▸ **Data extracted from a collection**
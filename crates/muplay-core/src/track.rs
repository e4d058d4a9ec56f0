//! Track records referenced by a playlist.
//!
//! A [`Track`] is one audio file plus its descriptive metadata. Identity is the
//! file path: two tracks with the same path are equal even if their tags differ.

use std::hash::{Hash, Hasher};
use std::path::{Path, PathBuf};

use serde::{Deserialize, Serialize};

const SECONDS_IN_MINUTE: u64 = 60;
const MINUTES_IN_HOUR: u64 = 60;

/// One audio file referenced by a playlist.
///
/// Empty strings mean "unknown" for every text field.
#[derive(Debug, Clone, Default, Serialize, Deserialize)]
pub struct Track {
    /// Path of the audio file, exactly as written in the playlist.
    pub file_path: PathBuf,
    /// Track title.
    pub title: String,
    /// Artist name.
    pub artist: String,
    /// Album name.
    pub album: String,
    /// Genre description.
    pub genre: String,
    /// Release year, as stored in the tag.
    pub year: String,
    /// Duration in whole seconds.
    pub duration_secs: u64,
}

impl Track {
    /// Create a track with no metadata.
    #[must_use]
    pub fn new(file_path: impl Into<PathBuf>) -> Self {
        Self {
            file_path: file_path.into(),
            ..Self::default()
        }
    }

    /// Create a track with a title and nothing else.
    #[must_use]
    pub fn with_title(file_path: impl Into<PathBuf>, title: impl Into<String>) -> Self {
        Self {
            title: title.into(),
            ..Self::new(file_path)
        }
    }

    /// Set the artist.
    #[must_use]
    pub fn artist(mut self, artist: impl Into<String>) -> Self {
        self.artist = artist.into();
        self
    }

    /// Set the album.
    #[must_use]
    pub fn album(mut self, album: impl Into<String>) -> Self {
        self.album = album.into();
        self
    }

    /// Set the genre.
    #[must_use]
    pub fn genre(mut self, genre: impl Into<String>) -> Self {
        self.genre = genre.into();
        self
    }

    /// Set the year.
    #[must_use]
    pub fn year(mut self, year: impl Into<String>) -> Self {
        self.year = year.into();
        self
    }

    /// Set the duration in seconds.
    #[must_use]
    pub const fn duration(mut self, secs: u64) -> Self {
        self.duration_secs = secs;
        self
    }

    /// Duration formatted as `h:mm:ss`, or `m:ss` under an hour.
    #[must_use]
    pub fn formatted_duration(&self) -> String {
        format_time(self.duration_secs)
    }

    /// Replace an empty title with the file's base name.
    pub fn apply_title_fallback(&mut self) {
        if self.title.is_empty() {
            self.title = base_name(&self.file_path);
        }
    }
}

impl PartialEq for Track {
    fn eq(&self, other: &Self) -> bool {
        self.file_path.as_os_str() == other.file_path.as_os_str()
    }
}

impl Eq for Track {}

impl Hash for Track {
    fn hash<H: Hasher>(&self, state: &mut H) {
        self.file_path.as_os_str().hash(state);
    }
}

/// Format a duration in seconds as `h:mm:ss`.
///
/// The hours segment is omitted when the duration is under an hour; minutes
/// and seconds are zero padded whenever they follow another segment.
///
/// ```
/// use muplay_core::format_time;
///
/// assert_eq!(format_time(59), "0:59");
/// assert_eq!(format_time(3661), "1:01:01");
/// ```
#[must_use]
pub fn format_time(total_secs: u64) -> String {
    let seconds = total_secs % SECONDS_IN_MINUTE;
    let total_minutes = total_secs / SECONDS_IN_MINUTE;
    let minutes = total_minutes % MINUTES_IN_HOUR;
    let hours = total_minutes / MINUTES_IN_HOUR;

    if hours == 0 {
        format!("{minutes}:{seconds:02}")
    } else {
        format!("{hours}:{minutes:02}:{seconds:02}")
    }
}

/// Last path segment without its extension. Both `/` and `\` count as separators
/// so playlists written on Windows resolve the same way everywhere.
fn base_name(path: &Path) -> String {
    let full = path.to_string_lossy();
    let file_name = full.rsplit(['/', '\\']).next().unwrap_or_default();
    match file_name.rsplit_once('.') {
        Some((stem, _)) if !stem.is_empty() => stem.to_string(),
        _ => file_name.to_string(),
    }
}

#[cfg(test)]
#[allow(clippy::unwrap_used, clippy::expect_used)]
mod tests {
    use super::*;
    use std::collections::HashSet;

    #[test]
    fn test_format_time() {
        assert_eq!(format_time(0), "0:00");
        assert_eq!(format_time(59), "0:59");
        assert_eq!(format_time(60), "1:00");
        assert_eq!(format_time(185), "3:05");
        assert_eq!(format_time(3599), "59:59");
        assert_eq!(format_time(3600), "1:00:00");
        assert_eq!(format_time(3661), "1:01:01");
        assert_eq!(format_time(36_000), "10:00:00");
    }

    #[test]
    fn test_formatted_duration_follows_duration() {
        let mut track = Track::new("/music/a.mp3").duration(61);
        assert_eq!(track.formatted_duration(), "1:01");

        track.duration_secs = 3600;
        assert_eq!(track.formatted_duration(), "1:00:00");
    }

    #[test]
    fn test_equality_ignores_metadata() {
        let a = Track::with_title("/music/a.mp3", "First").duration(10);
        let b = Track::with_title("/music/a.mp3", "Second")
            .artist("Someone")
            .duration(99);
        let c = Track::with_title("/music/c.mp3", "First").duration(10);

        assert_eq!(a, b);
        assert_ne!(a, c);
    }

    #[test]
    fn test_equality_is_case_sensitive() {
        assert_ne!(Track::new("/music/A.mp3"), Track::new("/music/a.mp3"));
    }

    #[test]
    fn test_hash_matches_equality() {
        let mut set = HashSet::new();
        set.insert(Track::with_title("/music/a.mp3", "One"));
        set.insert(Track::with_title("/music/a.mp3", "Two"));
        set.insert(Track::new("/music/b.mp3"));
        assert_eq!(set.len(), 2);
    }

    #[test]
    fn test_title_fallback() {
        let mut track = Track::new("/music/Artist - Song.mp3");
        track.apply_title_fallback();
        assert_eq!(track.title, "Artist - Song");

        let mut windows = Track::new(r"C:\Music\Tune.mp3");
        windows.apply_title_fallback();
        assert_eq!(windows.title, "Tune");

        let mut titled = Track::with_title("/music/x.mp3", "Kept");
        titled.apply_title_fallback();
        assert_eq!(titled.title, "Kept");
    }

    #[test]
    fn test_title_fallback_without_extension() {
        let mut track = Track::new("/music/noext");
        track.apply_title_fallback();
        assert_eq!(track.title, "noext");

        let mut hidden = Track::new("/music/.hidden");
        hidden.apply_title_fallback();
        assert_eq!(hidden.title, ".hidden");
    }

    #[test]
    fn test_builder_setters() {
        let track = Track::with_title("/music/a.mp3", "Song")
            .artist("Band")
            .album("Record")
            .genre("Rock")
            .year("1999")
            .duration(200);
        assert_eq!(track.artist, "Band");
        assert_eq!(track.album, "Record");
        assert_eq!(track.genre, "Rock");
        assert_eq!(track.year, "1999");
        assert_eq!(track.duration_secs, 200);
    }

    #[test]
    fn test_track_serialization() {
        let track = Track::with_title("/music/a.mp3", "Song").duration(42);
        let json = serde_json::to_string(&track).expect("Serialization should succeed");
        let back: Track = serde_json::from_str(&json).expect("Deserialization should succeed");
        assert_eq!(back.title, "Song");
        assert_eq!(back.duration_secs, 42);
    }
}
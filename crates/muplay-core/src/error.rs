//! Error types for MuPlay Lite core operations.
//!
//! Playlist-level failures ([`Error`]) abort the operation that raised them.
//! Track-level failures ([`TagError`]) are recoverable: the codec hands them to
//! a [`MissingFileResolver`](crate::resolve::MissingFileResolver) and only drops
//! the offending track.

use std::path::PathBuf;
use thiserror::Error;

/// Result type alias using the crate's Error type.
pub type Result<T> = std::result::Result<T, Error>;

/// Errors that can occur in MuPlay Lite core operations.
#[derive(Debug, Error)]
pub enum Error {
    /// Playlist file cannot be opened for reading, or its destination cannot be written.
    #[error("Playlist file {name} not found")]
    PlaylistNotFound {
        /// Display name of the playlist.
        name: String,
    },

    /// Playlist file exists but does not start with the `#EXTM3U` header.
    #[error("Playlist file {name} is corrupted")]
    PlaylistCorrupted {
        /// Display name of the playlist.
        name: String,
    },

    /// Rename target exists and the caller declined to overwrite it.
    #[error("A playlist already exists with that name: {name}")]
    NameCollision {
        /// Requested playlist name.
        name: String,
    },

    /// Playlist already exists.
    #[error("Playlist already exists: {name}")]
    PlaylistAlreadyExists {
        /// Playlist name.
        name: String,
    },

    /// Invalid playlist name.
    #[error("Invalid playlist name '{name}': {reason}")]
    InvalidPlaylistName {
        /// The rejected name.
        name: String,
        /// Why it was rejected.
        reason: String,
    },

    /// File system operation failed.
    #[error(transparent)]
    FileSystem(#[from] FileSystemError),

    /// Configuration error.
    #[error("Configuration error: {0}")]
    Configuration(String),

    /// IO error wrapper.
    #[error("IO error: {0}")]
    Io(#[from] std::io::Error),

    /// Serialization error.
    #[error("Serialization error: {0}")]
    Serialization(#[from] serde_json::Error),
}

/// File system failures, each carrying the path it happened at.
#[derive(Debug, Error)]
pub enum FileSystemError {
    /// Reading a file or directory failed.
    #[error("Failed to read {path}: {reason}")]
    ReadFailed {
        /// Path being read.
        path: PathBuf,
        /// Underlying reason.
        reason: String,
    },

    /// Writing a file failed.
    #[error("Failed to write {path}: {reason}")]
    WriteFailed {
        /// Path being written.
        path: PathBuf,
        /// Underlying reason.
        reason: String,
    },

    /// Creating a directory failed.
    #[error("Failed to create directory {path}: {reason}")]
    CreateDirFailed {
        /// Directory path.
        path: PathBuf,
        /// Underlying reason.
        reason: String,
    },

    /// Deleting a file failed.
    #[error("Failed to delete {path}: {reason}")]
    DeleteFailed {
        /// Path being deleted.
        path: PathBuf,
        /// Underlying reason.
        reason: String,
    },

    /// Moving a file failed.
    #[error("Failed to move {from} to {to}: {reason}")]
    RenameFailed {
        /// Source path.
        from: PathBuf,
        /// Destination path.
        to: PathBuf,
        /// Underlying reason.
        reason: String,
    },
}

/// Per-track failure reported by a [`TagReader`](crate::tags::TagReader).
#[derive(Debug, Clone, Error, PartialEq, Eq)]
pub enum TagError {
    /// The referenced audio file does not exist.
    #[error("Audio file not found: {path}")]
    NotFound {
        /// Missing audio file.
        path: PathBuf,
    },

    /// The audio file exists but its tag could not be decoded.
    #[error("Invalid tag in {path}: {reason}")]
    InvalidTag {
        /// Audio file with the unreadable tag.
        path: PathBuf,
        /// Decoder message.
        reason: String,
    },
}

impl TagError {
    /// Path of the audio file the failure refers to.
    #[must_use]
    pub fn path(&self) -> &std::path::Path {
        match self {
            Self::NotFound { path } | Self::InvalidTag { path, .. } => path,
        }
    }
}
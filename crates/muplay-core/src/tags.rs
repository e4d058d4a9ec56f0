//! MP3 tag reading.
//!
//! The codec never trusts the `#EXTINF` line of a playlist: every track is
//! re-resolved from the audio file through a [`TagReader`]. [`Id3TagReader`] is
//! the production implementation; tests substitute their own.
//!
//! # Example
//!
//! ```rust,ignore
//! use muplay_core::tags::{Id3TagReader, TagReader};
//! use std::path::Path;
//! ```

use std::path::Path;
use std::time::Duration;

use id3::{Tag, TagLike};
use lofty::file::AudioFile;
use tracing::{debug, warn};

use crate::error::TagError;
use crate::track::Track;

/// Resolves an audio file path to track metadata.
///
/// This trait allows for mocking in tests.
#[cfg_attr(test, mockall::automock)]
pub trait TagReader {
    /// Read the metadata of the audio file at `path`.
    ///
    /// The returned track must carry `path` as its file path.
    fn read_track(&self, path: &Path) -> Result<Track, TagError>;
}

/// Tag reader backed by the `id3` crate (ID3v1, ID3v2.2 to ID3v2.4).
///
/// The playing time is measured from the audio stream with `lofty`; the
/// `TLEN` frame is only consulted when the stream cannot be measured.
#[derive(Debug, Clone, Copy, Default)]
pub struct Id3TagReader;

impl Id3TagReader {
    /// Create a new reader.
    #[must_use]
    pub const fn new() -> Self {
        Self
    }
}

impl TagReader for Id3TagReader {
    fn read_track(&self, path: &Path) -> Result<Track, TagError> {
        if !path.is_file() {
            return Err(TagError::NotFound {
                path: path.to_path_buf(),
            });
        }

        debug!("Reading tag from: {}", path.display());

        let stream_secs = measure_duration(path);

        // Prefers ID3v2, falls back to an ID3v1 block at the end of the file.
        let tag = match id3::v1v2::read_from_path(path) {
            Ok(tag) => tag,
            Err(id3::Error {
                kind: id3::ErrorKind::NoTag,
                ..
            }) => {
                debug!("No ID3 tag found in: {}", path.display());
                return Ok(Track::new(path).duration(stream_secs.unwrap_or(0)));
            }
            Err(e) => {
                warn!("Failed to read ID3 tag from {}: {}", path.display(), e);
                return Err(TagError::InvalidTag {
                    path: path.to_path_buf(),
                    reason: e.to_string(),
                });
            }
        };

        let mut track = track_from_tag(path, &tag);
        if let Some(secs) = stream_secs {
            track.duration_secs = secs;
        }
        Ok(track)
    }
}

/// Build a track from a decoded tag. Absent frames become empty strings.
fn track_from_tag(path: &Path, tag: &Tag) -> Track {
    Track {
        file_path: path.to_path_buf(),
        title: tag.title().unwrap_or_default().to_string(),
        artist: tag.artist().unwrap_or_default().to_string(),
        album: tag.album().unwrap_or_default().to_string(),
        genre: tag
            .genre_parsed()
            .map(|g| g.to_string())
            .unwrap_or_default(),
        year: tag.year().map(|y| y.to_string()).unwrap_or_default(),
        duration_secs: tag.duration().map_or(0, millis_to_secs),
    }
}

/// Length of the audio stream in whole seconds, or `None` if it has no
/// measurable frames.
fn measure_duration(path: &Path) -> Option<u64> {
    match lofty::read_from_path(path) {
        Ok(tagged) => {
            let secs = duration_to_secs(tagged.properties().duration());
            (secs > 0).then_some(secs)
        }
        Err(e) => {
            debug!("Could not measure audio length of {}: {}", path.display(), e);
            None
        }
    }
}

/// Partial seconds round up.
fn duration_to_secs(duration: Duration) -> u64 {
    let secs = duration.as_secs();
    if duration.subsec_nanos() > 0 {
        secs.saturating_add(1)
    } else {
        secs
    }
}

/// `TLEN` is stored in milliseconds; partial seconds round up.
fn millis_to_secs(millis: u32) -> u64 {
    u64::from(millis).div_ceil(1000)
}
use crate::event::{EditorEvent, EventHandler};

/// Writes every processed event to the log
#[derive(Debug, Default)]
pub struct LoggingEventHandler;

impl EventHandler for LoggingEventHandler {
    fn handle_event(&mut self, event: &EditorEvent) {
        match event {
            EditorEvent::ResourceLoadFailed { url, reason } => {
                log::warn!("Resource {} failed to load: {}", url, reason);
            }
            other => log::debug!("Event: {:?}", other),
        }
    }
}
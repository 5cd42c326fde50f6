#![allow(dead_code)]

use egui::{Color32, ColorImage};
use parking_lot::Mutex;
use scene_editor::element::DecodedImage;
use scene_editor::loader::{CompletionSender, ImageLoader};
use scene_editor::video::HeadlessPlayer;
use scene_editor::{EditorConfig, EditorError, EditorEvent, Editor, EventHandler, MountPoint};
use std::sync::Arc;

/// Loader whose decodes finish only when the test says so
#[derive(Clone, Default)]
pub struct ManualLoader {
    pending: Arc<Mutex<Vec<CompletionSender>>>,
}

impl ImageLoader for ManualLoader {
    fn begin(&self, done: CompletionSender) {
        self.pending.lock().push(done);
    }
}

impl ManualLoader {
    pub fn pending_urls(&self) -> Vec<String> {
        self.pending
            .lock()
            .iter()
            .map(|done| done.ticket().url.clone())
            .collect()
    }

    /// Finish the oldest outstanding request for `url`
    pub fn complete(&self, url: &str, result: Result<DecodedImage, EditorError>) {
        let done = {
            let mut pending = self.pending.lock();
            let index = pending
                .iter()
                .position(|done| done.ticket().url == url)
                .unwrap_or_else(|| panic!("no pending decode for {url}"));
            pending.remove(index)
        };
        done.complete(result);
    }

    pub fn succeed(&self, url: &str) {
        self.complete(url, Ok(test_image(100, 80)));
    }

    pub fn fail(&self, url: &str) {
        self.complete(url, Err(EditorError::resource_load(url, "404 Not Found")));
    }
}

pub fn test_image(width: usize, height: usize) -> DecodedImage {
    DecodedImage::new(ColorImage::new([width, height], Color32::RED))
}

pub fn mounts() -> Vec<MountPoint> {
    vec![MountPoint::new("container")]
}

pub fn editor() -> (Editor, ManualLoader) {
    let loader = ManualLoader::default();
    let editor = Editor::new(
        EditorConfig::default(),
        &mounts(),
        Box::new(loader.clone()),
        Box::new(HeadlessPlayer::new()),
    )
    .unwrap();
    (editor, loader)
}

/// Collects every processed event
#[derive(Clone, Default)]
pub struct Recorder {
    events: Arc<Mutex<Vec<EditorEvent>>>,
}

impl Recorder {
    pub fn events(&self) -> Vec<EditorEvent> {
        self.events.lock().clone()
    }
}

impl EventHandler for Recorder {
    fn handle_event(&mut self, event: &EditorEvent) {
        self.events.lock().push(event.clone());
    }
}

▸ **Problem to work on**
The lines above that hold the string "MountPoint" are to be located and copied.

▸ **Completed task**
use scene_editor::{EditorConfig, EditorError, EditorEvent, Editor, EventHandler, MountPoint};
pub fn mounts() -> Vec<MountPoint> {
    vec![MountPoint::new("container")]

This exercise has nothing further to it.